▶ _Your assignment_
In the listing below, locate the lines bearing the word "RawIndex". Copy every one of them.

▶ _Supplied entries_
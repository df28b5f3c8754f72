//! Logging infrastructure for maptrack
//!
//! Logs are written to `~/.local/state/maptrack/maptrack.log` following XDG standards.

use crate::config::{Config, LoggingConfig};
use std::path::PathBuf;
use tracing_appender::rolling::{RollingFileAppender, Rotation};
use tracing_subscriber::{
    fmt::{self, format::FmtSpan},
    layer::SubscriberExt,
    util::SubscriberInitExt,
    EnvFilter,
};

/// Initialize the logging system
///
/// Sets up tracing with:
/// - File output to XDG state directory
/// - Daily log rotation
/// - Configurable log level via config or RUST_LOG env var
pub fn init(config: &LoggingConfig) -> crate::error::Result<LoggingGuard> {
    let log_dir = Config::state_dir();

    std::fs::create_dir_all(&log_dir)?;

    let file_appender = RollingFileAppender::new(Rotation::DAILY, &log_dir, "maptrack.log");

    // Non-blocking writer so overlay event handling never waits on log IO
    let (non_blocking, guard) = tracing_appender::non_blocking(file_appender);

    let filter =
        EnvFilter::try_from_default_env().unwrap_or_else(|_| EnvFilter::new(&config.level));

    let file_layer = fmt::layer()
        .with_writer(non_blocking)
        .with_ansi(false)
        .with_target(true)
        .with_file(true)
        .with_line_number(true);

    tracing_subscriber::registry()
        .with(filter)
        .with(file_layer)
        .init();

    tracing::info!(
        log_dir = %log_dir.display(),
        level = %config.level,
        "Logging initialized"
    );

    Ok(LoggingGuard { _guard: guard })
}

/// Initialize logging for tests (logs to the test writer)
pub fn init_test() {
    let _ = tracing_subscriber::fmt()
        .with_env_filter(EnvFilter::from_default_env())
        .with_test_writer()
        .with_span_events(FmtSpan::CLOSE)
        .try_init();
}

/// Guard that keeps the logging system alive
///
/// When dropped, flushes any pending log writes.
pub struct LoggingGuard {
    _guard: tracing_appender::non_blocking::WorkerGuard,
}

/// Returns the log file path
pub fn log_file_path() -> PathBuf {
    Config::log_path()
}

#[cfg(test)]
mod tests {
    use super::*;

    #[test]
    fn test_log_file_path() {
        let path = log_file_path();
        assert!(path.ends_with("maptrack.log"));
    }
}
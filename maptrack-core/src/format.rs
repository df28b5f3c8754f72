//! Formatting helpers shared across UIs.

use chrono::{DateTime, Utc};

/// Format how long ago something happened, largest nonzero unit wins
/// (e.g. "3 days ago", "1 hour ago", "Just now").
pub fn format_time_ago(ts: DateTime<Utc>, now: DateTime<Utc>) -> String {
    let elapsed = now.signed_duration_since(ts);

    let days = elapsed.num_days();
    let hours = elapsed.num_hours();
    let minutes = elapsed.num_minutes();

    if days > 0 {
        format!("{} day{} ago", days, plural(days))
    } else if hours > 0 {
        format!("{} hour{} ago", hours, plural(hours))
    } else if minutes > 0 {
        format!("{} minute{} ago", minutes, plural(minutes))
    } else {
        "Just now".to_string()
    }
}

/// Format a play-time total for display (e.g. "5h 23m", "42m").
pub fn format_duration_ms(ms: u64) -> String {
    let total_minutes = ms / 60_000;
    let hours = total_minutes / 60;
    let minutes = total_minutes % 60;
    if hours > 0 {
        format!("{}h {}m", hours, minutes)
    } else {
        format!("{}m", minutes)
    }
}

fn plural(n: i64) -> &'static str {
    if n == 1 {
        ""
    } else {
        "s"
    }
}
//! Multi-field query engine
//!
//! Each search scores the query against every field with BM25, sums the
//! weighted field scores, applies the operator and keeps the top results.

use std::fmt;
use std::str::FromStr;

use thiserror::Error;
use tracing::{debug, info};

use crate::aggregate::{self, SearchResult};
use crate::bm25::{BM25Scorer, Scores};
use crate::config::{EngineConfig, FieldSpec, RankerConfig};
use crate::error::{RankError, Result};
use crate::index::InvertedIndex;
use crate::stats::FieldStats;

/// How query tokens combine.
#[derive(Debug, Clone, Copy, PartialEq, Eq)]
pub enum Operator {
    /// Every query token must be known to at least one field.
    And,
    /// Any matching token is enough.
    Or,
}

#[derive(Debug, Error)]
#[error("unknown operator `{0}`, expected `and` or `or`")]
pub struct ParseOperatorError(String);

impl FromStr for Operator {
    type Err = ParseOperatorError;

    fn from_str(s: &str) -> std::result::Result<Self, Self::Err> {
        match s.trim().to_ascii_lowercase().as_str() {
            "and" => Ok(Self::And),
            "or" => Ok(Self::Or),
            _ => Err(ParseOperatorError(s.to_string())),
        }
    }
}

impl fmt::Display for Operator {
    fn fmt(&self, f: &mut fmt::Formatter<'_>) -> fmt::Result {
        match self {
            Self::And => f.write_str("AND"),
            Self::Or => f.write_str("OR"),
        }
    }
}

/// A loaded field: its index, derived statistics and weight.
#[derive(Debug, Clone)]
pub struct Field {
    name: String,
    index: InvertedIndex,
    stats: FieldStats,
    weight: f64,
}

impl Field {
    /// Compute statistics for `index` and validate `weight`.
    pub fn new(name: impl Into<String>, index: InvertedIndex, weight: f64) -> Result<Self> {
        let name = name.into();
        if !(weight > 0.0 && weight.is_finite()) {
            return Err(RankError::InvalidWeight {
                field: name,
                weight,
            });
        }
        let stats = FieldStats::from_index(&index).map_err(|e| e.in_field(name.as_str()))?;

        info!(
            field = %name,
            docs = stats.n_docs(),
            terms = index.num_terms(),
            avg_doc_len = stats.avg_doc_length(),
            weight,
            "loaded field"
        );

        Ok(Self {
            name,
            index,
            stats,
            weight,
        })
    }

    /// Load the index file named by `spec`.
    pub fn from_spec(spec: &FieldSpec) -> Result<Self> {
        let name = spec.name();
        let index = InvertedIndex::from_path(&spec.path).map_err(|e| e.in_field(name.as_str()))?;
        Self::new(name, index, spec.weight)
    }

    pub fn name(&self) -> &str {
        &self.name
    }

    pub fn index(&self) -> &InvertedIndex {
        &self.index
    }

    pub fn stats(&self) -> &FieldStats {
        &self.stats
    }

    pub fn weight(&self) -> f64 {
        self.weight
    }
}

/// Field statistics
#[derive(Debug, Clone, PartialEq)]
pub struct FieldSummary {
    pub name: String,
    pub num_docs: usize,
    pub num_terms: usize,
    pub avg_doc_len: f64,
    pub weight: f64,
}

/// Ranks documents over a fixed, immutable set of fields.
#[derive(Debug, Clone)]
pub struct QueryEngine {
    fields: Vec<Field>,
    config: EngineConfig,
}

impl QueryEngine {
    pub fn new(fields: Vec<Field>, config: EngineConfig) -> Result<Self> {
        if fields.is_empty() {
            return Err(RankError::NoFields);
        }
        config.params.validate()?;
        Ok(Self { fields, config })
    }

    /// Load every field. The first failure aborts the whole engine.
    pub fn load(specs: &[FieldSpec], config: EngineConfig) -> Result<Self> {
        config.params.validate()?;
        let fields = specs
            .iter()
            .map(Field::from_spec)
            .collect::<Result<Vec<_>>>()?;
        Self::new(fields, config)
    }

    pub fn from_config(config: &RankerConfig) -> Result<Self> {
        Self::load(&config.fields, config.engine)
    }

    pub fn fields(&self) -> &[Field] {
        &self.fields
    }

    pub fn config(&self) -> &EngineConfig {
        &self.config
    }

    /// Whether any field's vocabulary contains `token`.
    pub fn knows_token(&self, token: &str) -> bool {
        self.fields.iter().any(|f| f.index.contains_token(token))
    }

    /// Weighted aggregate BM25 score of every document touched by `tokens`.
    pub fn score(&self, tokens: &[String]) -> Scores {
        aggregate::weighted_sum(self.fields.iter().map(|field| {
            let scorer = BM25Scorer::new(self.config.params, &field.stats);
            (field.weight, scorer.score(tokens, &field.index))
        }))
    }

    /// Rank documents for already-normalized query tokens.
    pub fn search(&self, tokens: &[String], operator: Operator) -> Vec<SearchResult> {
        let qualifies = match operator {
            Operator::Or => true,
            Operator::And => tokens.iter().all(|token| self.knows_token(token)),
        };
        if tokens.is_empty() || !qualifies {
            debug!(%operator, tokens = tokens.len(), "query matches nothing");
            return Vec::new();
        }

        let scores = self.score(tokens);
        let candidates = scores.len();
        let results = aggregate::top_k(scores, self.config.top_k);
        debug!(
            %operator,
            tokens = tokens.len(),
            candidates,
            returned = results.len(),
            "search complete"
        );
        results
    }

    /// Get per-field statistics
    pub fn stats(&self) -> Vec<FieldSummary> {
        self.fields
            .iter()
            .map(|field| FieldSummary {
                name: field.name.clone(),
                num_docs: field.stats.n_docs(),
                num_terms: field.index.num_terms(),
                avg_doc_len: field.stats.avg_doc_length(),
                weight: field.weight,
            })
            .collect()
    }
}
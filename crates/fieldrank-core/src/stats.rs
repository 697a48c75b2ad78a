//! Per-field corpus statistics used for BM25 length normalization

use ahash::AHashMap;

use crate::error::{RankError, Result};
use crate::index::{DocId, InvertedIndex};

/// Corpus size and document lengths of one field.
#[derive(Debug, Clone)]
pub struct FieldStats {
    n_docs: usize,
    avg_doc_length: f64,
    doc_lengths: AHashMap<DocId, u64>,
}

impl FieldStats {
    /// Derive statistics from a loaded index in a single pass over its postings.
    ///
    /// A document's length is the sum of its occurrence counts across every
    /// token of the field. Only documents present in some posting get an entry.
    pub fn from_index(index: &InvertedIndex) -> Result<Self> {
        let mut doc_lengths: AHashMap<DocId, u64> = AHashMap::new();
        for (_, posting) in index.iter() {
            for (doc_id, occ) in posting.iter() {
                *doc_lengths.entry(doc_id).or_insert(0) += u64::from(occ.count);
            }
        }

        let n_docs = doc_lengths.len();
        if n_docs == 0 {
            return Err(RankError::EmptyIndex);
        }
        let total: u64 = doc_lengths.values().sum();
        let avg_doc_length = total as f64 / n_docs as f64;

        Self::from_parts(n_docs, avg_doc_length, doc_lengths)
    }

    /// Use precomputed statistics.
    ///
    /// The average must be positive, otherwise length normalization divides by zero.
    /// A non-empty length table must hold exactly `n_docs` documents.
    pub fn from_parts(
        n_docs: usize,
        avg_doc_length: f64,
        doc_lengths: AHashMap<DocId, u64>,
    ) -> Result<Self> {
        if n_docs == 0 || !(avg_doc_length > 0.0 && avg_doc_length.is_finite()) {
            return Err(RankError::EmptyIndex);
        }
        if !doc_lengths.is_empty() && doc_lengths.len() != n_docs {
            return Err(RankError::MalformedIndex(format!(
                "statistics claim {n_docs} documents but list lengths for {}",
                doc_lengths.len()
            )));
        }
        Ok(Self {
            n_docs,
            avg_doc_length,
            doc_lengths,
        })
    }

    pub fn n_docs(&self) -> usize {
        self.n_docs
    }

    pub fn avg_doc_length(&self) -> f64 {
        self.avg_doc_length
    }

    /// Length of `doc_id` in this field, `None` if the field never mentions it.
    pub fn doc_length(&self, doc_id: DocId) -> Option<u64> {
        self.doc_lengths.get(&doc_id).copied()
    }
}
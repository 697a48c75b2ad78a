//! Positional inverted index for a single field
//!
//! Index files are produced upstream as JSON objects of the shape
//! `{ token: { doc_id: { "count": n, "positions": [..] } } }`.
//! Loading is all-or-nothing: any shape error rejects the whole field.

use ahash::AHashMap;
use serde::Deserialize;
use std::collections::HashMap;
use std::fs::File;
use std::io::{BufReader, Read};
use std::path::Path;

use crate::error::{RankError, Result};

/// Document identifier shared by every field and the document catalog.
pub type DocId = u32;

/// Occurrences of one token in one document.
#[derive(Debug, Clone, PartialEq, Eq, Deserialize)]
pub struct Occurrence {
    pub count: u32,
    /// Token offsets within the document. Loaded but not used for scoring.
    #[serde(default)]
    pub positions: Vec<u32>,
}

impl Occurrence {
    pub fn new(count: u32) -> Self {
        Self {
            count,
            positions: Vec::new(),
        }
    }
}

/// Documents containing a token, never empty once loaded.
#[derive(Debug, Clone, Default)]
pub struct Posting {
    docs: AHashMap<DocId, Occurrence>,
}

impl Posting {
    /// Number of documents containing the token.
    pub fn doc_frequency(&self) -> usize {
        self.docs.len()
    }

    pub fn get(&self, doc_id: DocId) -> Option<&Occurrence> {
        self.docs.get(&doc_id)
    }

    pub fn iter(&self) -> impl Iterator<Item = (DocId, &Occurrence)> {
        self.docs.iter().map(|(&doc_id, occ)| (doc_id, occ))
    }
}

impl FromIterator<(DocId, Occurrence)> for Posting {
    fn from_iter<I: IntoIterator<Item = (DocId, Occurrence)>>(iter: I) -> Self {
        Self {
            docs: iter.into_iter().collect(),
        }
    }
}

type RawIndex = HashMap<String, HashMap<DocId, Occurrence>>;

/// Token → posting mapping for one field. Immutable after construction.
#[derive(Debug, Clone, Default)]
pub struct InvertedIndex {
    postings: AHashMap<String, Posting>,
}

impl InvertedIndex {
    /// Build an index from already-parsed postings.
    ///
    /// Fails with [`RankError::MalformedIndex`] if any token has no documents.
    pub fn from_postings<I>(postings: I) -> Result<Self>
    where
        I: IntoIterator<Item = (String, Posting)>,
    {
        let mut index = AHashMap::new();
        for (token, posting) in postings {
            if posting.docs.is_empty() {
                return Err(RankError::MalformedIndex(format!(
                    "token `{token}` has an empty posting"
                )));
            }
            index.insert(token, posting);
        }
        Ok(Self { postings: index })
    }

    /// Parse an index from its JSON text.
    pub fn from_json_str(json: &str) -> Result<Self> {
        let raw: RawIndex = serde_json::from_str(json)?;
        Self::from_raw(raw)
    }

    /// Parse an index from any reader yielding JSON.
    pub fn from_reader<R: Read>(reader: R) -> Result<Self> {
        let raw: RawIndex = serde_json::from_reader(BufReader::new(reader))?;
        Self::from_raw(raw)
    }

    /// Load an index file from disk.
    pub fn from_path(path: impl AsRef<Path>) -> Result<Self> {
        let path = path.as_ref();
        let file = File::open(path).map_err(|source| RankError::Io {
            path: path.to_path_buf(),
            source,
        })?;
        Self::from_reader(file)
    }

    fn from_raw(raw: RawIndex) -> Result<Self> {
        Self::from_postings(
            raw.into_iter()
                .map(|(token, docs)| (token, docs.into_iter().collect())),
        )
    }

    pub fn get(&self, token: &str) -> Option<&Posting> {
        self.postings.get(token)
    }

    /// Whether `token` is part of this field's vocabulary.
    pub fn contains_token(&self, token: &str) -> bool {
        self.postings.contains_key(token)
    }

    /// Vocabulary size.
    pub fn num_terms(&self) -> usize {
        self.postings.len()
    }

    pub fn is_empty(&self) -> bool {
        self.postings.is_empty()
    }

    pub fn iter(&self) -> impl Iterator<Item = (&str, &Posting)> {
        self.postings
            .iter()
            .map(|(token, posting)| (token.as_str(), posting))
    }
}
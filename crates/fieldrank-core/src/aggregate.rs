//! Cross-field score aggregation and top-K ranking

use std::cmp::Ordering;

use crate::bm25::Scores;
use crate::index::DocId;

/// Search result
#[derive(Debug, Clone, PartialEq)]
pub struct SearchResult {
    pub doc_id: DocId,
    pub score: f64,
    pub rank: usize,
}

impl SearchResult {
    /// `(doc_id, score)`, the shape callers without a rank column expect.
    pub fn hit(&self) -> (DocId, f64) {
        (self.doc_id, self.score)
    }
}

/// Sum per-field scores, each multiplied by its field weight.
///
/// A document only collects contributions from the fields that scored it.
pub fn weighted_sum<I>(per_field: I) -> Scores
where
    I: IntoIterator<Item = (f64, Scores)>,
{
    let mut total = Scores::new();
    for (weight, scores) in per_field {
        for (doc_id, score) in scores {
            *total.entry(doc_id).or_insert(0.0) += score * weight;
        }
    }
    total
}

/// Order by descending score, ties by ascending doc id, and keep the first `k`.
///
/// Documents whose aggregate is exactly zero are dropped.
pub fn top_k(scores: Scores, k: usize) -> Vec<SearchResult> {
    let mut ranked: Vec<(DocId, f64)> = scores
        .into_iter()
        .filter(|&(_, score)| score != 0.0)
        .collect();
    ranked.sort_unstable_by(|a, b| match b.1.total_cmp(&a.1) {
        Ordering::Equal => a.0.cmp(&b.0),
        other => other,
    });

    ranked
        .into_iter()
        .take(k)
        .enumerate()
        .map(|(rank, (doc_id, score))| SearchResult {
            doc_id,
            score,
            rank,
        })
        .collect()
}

▶ _Finished task_
type RawIndex = HashMap<String, HashMap<DocId, Occurrence>>;
        let raw: RawIndex = serde_json::from_str(json)?;
        let raw: RawIndex = serde_json::from_reader(BufReader::new(reader))?;
    fn from_raw(raw: RawIndex) -> Result<Self> {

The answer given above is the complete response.